══ ENTRIES SHOWN

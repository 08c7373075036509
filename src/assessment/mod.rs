//! Assessment submission and lookup.
//!
//! A submission moves through
//! `Received -> Validated -> Scored -> Analyzed -> Persisted -> Responded`.
//! Any failure ends the request at that stage; nothing is written unless
//! the analysis succeeded, and at most one record is written per request.

use serde::{Deserialize, Serialize};
use std::sync::Arc;
use std::time::{Duration, Instant};
use tracing::{debug, error, info, warn};

use crate::analysis::{AnalysisProvider, AnalysisSource};
use crate::config::AssessmentConfig;
use crate::error::{AssessmentError, AssessmentResult};
use crate::scoring::{self, Answer, QuestionnaireLayout};
use crate::storage::{AssessmentRecord, Storage};
use crate::suggestions::{RuleEngine, Suggestion, SuggestionObject, SuggestionSource};

/// Message returned when `userId` or `answers` is absent.
pub const MISSING_FIELDS_MESSAGE: &str = "Missing userId or answers.";

/// Raw submission body. Both fields are optional so absence can be reported
/// as a validation failure rather than a decoding error.
#[derive(Debug, Clone, Default, Serialize, Deserialize)]
pub struct SubmitAssessment {
    /// Submitting user.
    #[serde(rename = "userId", default)]
    pub user_id: Option<String>,
    /// Answers in question order.
    #[serde(default)]
    pub answers: Option<Vec<Answer>>,
}

impl SubmitAssessment {
    /// Convenience constructor with both fields present.
    pub fn new(user_id: impl Into<String>, answers: Vec<Answer>) -> Self {
        Self {
            user_id: Some(user_id.into()),
            answers: Some(answers),
        }
    }
}

/// Successful submission.
#[derive(Debug, Clone)]
pub struct SubmissionOutcome {
    /// The record as persisted.
    pub record: AssessmentRecord,
    /// The provider's analysis, also stored as the first suggestion.
    pub ai_analysis: SuggestionObject,
    /// Rule-engine output for these scores, persisted or not.
    pub rule_suggestions: Vec<String>,
}

/// Which suggestion sources end up in the stored record.
#[derive(Debug, Clone, Copy, Default, PartialEq, Eq)]
pub enum SuggestionPolicy {
    /// Only the analysis object. `suggestions` has exactly one element.
    #[default]
    AnalysisOnly,
    /// The analysis object followed by every matching rule message.
    AnalysisWithRules,
}

impl From<&AssessmentConfig> for SuggestionPolicy {
    fn from(config: &AssessmentConfig) -> Self {
        if config.persist_rule_suggestions {
            SuggestionPolicy::AnalysisWithRules
        } else {
            SuggestionPolicy::AnalysisOnly
        }
    }
}

/// Lifecycle stage of a submission, used in logs.
#[derive(Debug, Clone, Copy, PartialEq, Eq)]
pub enum Stage {
    /// Body decoded, nothing checked yet.
    Received,
    /// Required fields and answer shape accepted.
    Validated,
    /// Total and category scores computed.
    Scored,
    /// Analysis object received from the provider.
    Analyzed,
    /// Record written to storage.
    Persisted,
    /// Response sent to the client.
    Responded,
}

impl Stage {
    /// Stage at which a failed submission stopped.
    pub fn failed_at(error: &AssessmentError) -> Self {
        match error {
            AssessmentError::Validation { .. } => Stage::Received,
            AssessmentError::Analysis(_) => Stage::Analyzed,
            AssessmentError::Persistence(_) => Stage::Persisted,
        }
    }
}

impl std::fmt::Display for Stage {
    fn fmt(&self, f: &mut std::fmt::Formatter<'_>) -> std::fmt::Result {
        match self {
            Stage::Received => write!(f, "received"),
            Stage::Validated => write!(f, "validated"),
            Stage::Scored => write!(f, "scored"),
            Stage::Analyzed => write!(f, "analyzed"),
            Stage::Persisted => write!(f, "persisted"),
            Stage::Responded => write!(f, "responded"),
        }
    }
}

/// Composes scoring, suggestions, analysis and storage.
#[derive(Clone)]
pub struct AssessmentService {
    storage: Arc<dyn Storage>,
    analysis: AnalysisSource,
    rules: RuleEngine,
    layout: QuestionnaireLayout,
    policy: SuggestionPolicy,
}

impl AssessmentService {
    /// Create a service with the standard layout and rules.
    pub fn new(
        storage: Arc<dyn Storage>,
        provider: Arc<dyn AnalysisProvider>,
        config: &AssessmentConfig,
    ) -> Self {
        Self {
            storage,
            analysis: AnalysisSource::new(
                provider,
                Duration::from_millis(config.analysis_deadline_ms),
            ),
            rules: RuleEngine::default(),
            layout: QuestionnaireLayout::STANDARD,
            policy: SuggestionPolicy::from(config),
        }
    }

    /// Override the suggestion policy.
    pub fn with_policy(mut self, policy: SuggestionPolicy) -> Self {
        self.policy = policy;
        self
    }

    /// Active suggestion policy.
    pub fn policy(&self) -> SuggestionPolicy {
        self.policy
    }

    /// Score, analyze and persist one submission.
    pub async fn submit(&self, request: SubmitAssessment) -> AssessmentResult<SubmissionOutcome> {
        let start = Instant::now();
        let user_id = request.user_id.clone().unwrap_or_default();

        let result = self.run_submission(request).await;

        match &result {
            Ok(outcome) => info!(
                user_id = %user_id,
                assessment_id = %outcome.record.id,
                total_score = outcome.record.total_score,
                latency_ms = start.elapsed().as_millis(),
                "Assessment submitted"
            ),
            Err(e @ AssessmentError::Validation { .. }) => warn!(
                user_id = %user_id,
                stage = %Stage::failed_at(e),
                reason = %e,
                "Assessment rejected"
            ),
            Err(e) => {
                error!(
                    user_id = %user_id,
                    stage = %Stage::failed_at(e),
                    error = %e,
                    latency_ms = start.elapsed().as_millis(),
                    "Assessment submission failed"
                );
            }
        }

        result
    }

    async fn run_submission(&self, request: SubmitAssessment) -> AssessmentResult<SubmissionOutcome> {
        let (user_id, answers) = match (request.user_id, request.answers) {
            (Some(user_id), Some(answers)) if !user_id.trim().is_empty() => (user_id, answers),
            _ => return Err(AssessmentError::validation(MISSING_FIELDS_MESSAGE)),
        };

        scoring::validate_answers(&self.layout, &answers).map_err(AssessmentError::validation)?;
        debug!(user_id = %user_id, stage = %Stage::Validated, "Submission validated");

        let breakdown = scoring::calculate_with_layout(&self.layout, &answers);
        let rule_suggestions: Vec<String> = self
            .rules
            .evaluate(&breakdown.category_scores)
            .into_iter()
            .map(str::to_string)
            .collect();
        debug!(
            user_id = %user_id,
            stage = %Stage::Scored,
            total_score = breakdown.total_score,
            scores = ?breakdown.category_scores,
            rules = ?rule_suggestions,
            "Submission scored"
        );

        let ai_analysis = self.analysis.analyze(&breakdown.category_scores).await?;
        debug!(user_id = %user_id, stage = %Stage::Analyzed, "Analysis received");

        let mut suggestions = vec![Suggestion::Analysis(ai_analysis.clone())];
        if self.policy == SuggestionPolicy::AnalysisWithRules {
            suggestions.extend(self.rules.suggest(&breakdown.category_scores).await?);
        }

        let record = AssessmentRecord::new(user_id, answers, breakdown, suggestions);
        self.storage.save(&record).await?;
        debug!(assessment_id = %record.id, stage = %Stage::Persisted, "Record persisted");

        Ok(SubmissionOutcome {
            record,
            ai_analysis,
            rule_suggestions,
        })
    }

    /// Most recent record for a user, or `None`.
    pub async fn latest(&self, user_id: &str) -> AssessmentResult<Option<AssessmentRecord>> {
        let latest = self
            .storage
            .find_latest_by_user(user_id)
            .await
            .map_err(|e| {
                error!(user_id = %user_id, error = %e, "Latest assessment lookup failed");
                AssessmentError::Persistence(e)
            })?;

        debug!(user_id = %user_id, found = latest.is_some(), "Latest assessment lookup");
        Ok(latest)
    }
}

════

> _WORK TASK_
Copy each entry exactly.

> _EXERCISE ANSWER_
repository 08c7373075036509
filename src/assessment/mod.rs
//! Assessment submission and lookup.
//!
//! A submission moves through
//! `Received -> Validated -> Scored -> Analyzed -> Persisted -> Responded`.
//! Any failure ends the request at that stage; nothing is written unless
//! the analysis succeeded, and at most one record is written per request.

use serde::{Deserialize, Serialize};
use std::sync::Arc;
use std::time::{Duration, Instant};
use tracing::{debug, error, info, warn};

use crate::analysis::{AnalysisProvider, AnalysisSource};
use crate::config::AssessmentConfig;
use crate::error::{AssessmentError, AssessmentResult};
use crate::scoring::{self, Answer, QuestionnaireLayout};
use crate::storage::{AssessmentRecord, Storage};
use crate::suggestions::{RuleEngine, Suggestion, SuggestionObject, SuggestionSource};

/// Message returned when `userId` or `answers` is absent.
pub const MISSING_FIELDS_MESSAGE: &str = "Missing userId or answers.";

/// Raw submission body. Both fields are optional so absence can be reported
/// as a validation failure rather than a decoding error.
#[derive(Debug, Clone, Default, Serialize, Deserialize)]
pub struct SubmitAssessment {
    /// Submitting user.
    #[serde(rename = "userId", default)]
    pub user_id: Option<String>,
    /// Answers in question order.
    #[serde(default)]
    pub answers: Option<Vec<Answer>>,
}

impl SubmitAssessment {
    /// Convenience constructor with both fields present.
    pub fn new(user_id: impl Into<String>, answers: Vec<Answer>) -> Self {
        Self {
            user_id: Some(user_id.into()),
            answers: Some(answers),
        }
    }
}

/// Successful submission.
#[derive(Debug, Clone)]
pub struct SubmissionOutcome {
    /// The record as persisted.
    pub record: AssessmentRecord,
    /// The provider's analysis, also stored as the first suggestion.
    pub ai_analysis: SuggestionObject,
    /// Rule-engine output for these scores, persisted or not.
    pub rule_suggestions: Vec<String>,
}

/// Which suggestion sources end up in the stored record.
#[derive(Debug, Clone, Copy, Default, PartialEq, Eq)]
pub enum SuggestionPolicy {
    /// Only the analysis object. `suggestions` has exactly one element.
    #[default]
    AnalysisOnly,
    /// The analysis object followed by every matching rule message.
    AnalysisWithRules,
}

impl From<&AssessmentConfig> for SuggestionPolicy {
    fn from(config: &AssessmentConfig) -> Self {
        if config.persist_rule_suggestions {
            SuggestionPolicy::AnalysisWithRules
        } else {
            SuggestionPolicy::AnalysisOnly
        }
    }
}

/// Lifecycle stage of a submission, used in logs.
#[derive(Debug, Clone, Copy, PartialEq, Eq)]
pub enum Stage {
    /// Body decoded, nothing checked yet.
    Received,
    /// Required fields and answer shape accepted.
    Validated,
    /// Total and category scores computed.
    Scored,
    /// Analysis object received from the provider.
    Analyzed,
    /// Record written to storage.
    Persisted,
    /// Response sent to the client.
    Responded,
}

impl Stage {
    /// Stage at which a failed submission stopped.
    pub fn failed_at(error: &AssessmentError) -> Self {
        match error {
            AssessmentError::Validation { .. } => Stage::Received,
            AssessmentError::Analysis(_) => Stage::Analyzed,
            AssessmentError::Persistence(_) => Stage::Persisted,
        }
    }
}

impl std::fmt::Display for Stage {
    fn fmt(&self, f: &mut std::fmt::Formatter<'_>) -> std::fmt::Result {
        match self {
            Stage::Received => write!(f, "received"),
            Stage::Validated => write!(f, "validated"),
            Stage::Scored => write!(f, "scored"),
            Stage::Analyzed => write!(f, "analyzed"),
            Stage::Persisted => write!(f, "persisted"),
            Stage::Responded => write!(f, "responded"),
        }
    }
}

/// Composes scoring, suggestions, analysis and storage.
#[derive(Clone)]
pub struct AssessmentService {
    storage: Arc<dyn Storage>,
    analysis: AnalysisSource,
    rules: RuleEngine,
    layout: QuestionnaireLayout,
    policy: SuggestionPolicy,
}

impl AssessmentService {
    /// Create a service with the standard layout and rules.
    pub fn new(
        storage: Arc<dyn Storage>,
        provider: Arc<dyn AnalysisProvider>,
        config: &AssessmentConfig,
    ) -> Self {
        Self {
            storage,
            analysis: AnalysisSource::new(
                provider,
                Duration::from_millis(config.analysis_deadline_ms),
            ),
            rules: RuleEngine::default(),
            layout: QuestionnaireLayout::STANDARD,
            policy: SuggestionPolicy::from(config),
        }
    }

    /// Override the suggestion policy.
    pub fn with_policy(mut self, policy: SuggestionPolicy) -> Self {
        self.policy = policy;
        self
    }

    /// Active suggestion policy.
    pub fn policy(&self) -> SuggestionPolicy {
        self.policy
    }

    /// Score, analyze and persist one submission.
    pub async fn submit(&self, request: SubmitAssessment) -> AssessmentResult<SubmissionOutcome> {
        let start = Instant::now();
        let user_id = request.user_id.clone().unwrap_or_default();

        let result = self.run_submission(request).await;

        match &result {
            Ok(outcome) => info!(
                user_id = %user_id,
                assessment_id = %outcome.record.id,
                total_score = outcome.record.total_score,
                latency_ms = start.elapsed().as_millis(),
                "Assessment submitted"
            ),
            Err(e @ AssessmentError::Validation { .. }) => warn!(
                user_id = %user_id,
                stage = %Stage::failed_at(e),
                reason = %e,
                "Assessment rejected"
            ),
            Err(e) => {
                error!(
                    user_id = %user_id,
                    stage = %Stage::failed_at(e),
                    error = %e,
                    latency_ms = start.elapsed().as_millis(),
                    "Assessment submission failed"
                );
            }
        }

        result
    }

    async fn run_submission(&self, request: SubmitAssessment) -> AssessmentResult<SubmissionOutcome> {
        let (user_id, answers) = match (request.user_id, request.answers) {
            (Some(user_id), Some(answers)) if !user_id.trim().is_empty() => (user_id, answers),
            _ => return Err(AssessmentError::validation(MISSING_FIELDS_MESSAGE)),
        };

        scoring::validate_answers(&self.layout, &answers).map_err(AssessmentError::validation)?;
        debug!(user_id = %user_id, stage = %Stage::Validated, "Submission validated");

        let breakdown = scoring::calculate_with_layout(&self.layout, &answers);
        let rule_suggestions: Vec<String> = self
            .rules
            .evaluate(&breakdown.category_scores)
            .into_iter()
            .map(str::to_string)
            .collect();
        debug!(
            user_id = %user_id,
            stage = %Stage::Scored,
            total_score = breakdown.total_score,
            scores = ?breakdown.category_scores,
            rules = ?rule_suggestions,
            "Submission scored"
        );

        let ai_analysis = self.analysis.analyze(&breakdown.category_scores).await?;
        debug!(user_id = %user_id, stage = %Stage::Analyzed, "Analysis received");

        let mut suggestions = vec![Suggestion::Analysis(ai_analysis.clone())];
        if self.policy == SuggestionPolicy::AnalysisWithRules {
            suggestions.extend(self.rules.suggest(&breakdown.category_scores).await?);
        }

        let record = AssessmentRecord::new(user_id, answers, breakdown, suggestions);
        self.storage.save(&record).await?;
        debug!(assessment_id = %record.id, stage = %Stage::Persisted, "Record persisted");

        Ok(SubmissionOutcome {
            record,
            ai_analysis,
            rule_suggestions,
        })
    }

    /// Most recent record for a user, or `None`.
    pub async fn latest(&self, user_id: &str) -> AssessmentResult<Option<AssessmentRecord>> {
        let latest = self
            .storage
            .find_latest_by_user(user_id)
            .await
            .map_err(|e| {
                error!(user_id = %user_id, error = %e, "Latest assessment lookup failed");
                AssessmentError::Persistence(e)
            })?;

        debug!(user_id = %user_id, found = latest.is_some(), "Latest assessment lookup");
        Ok(latest)
    }
}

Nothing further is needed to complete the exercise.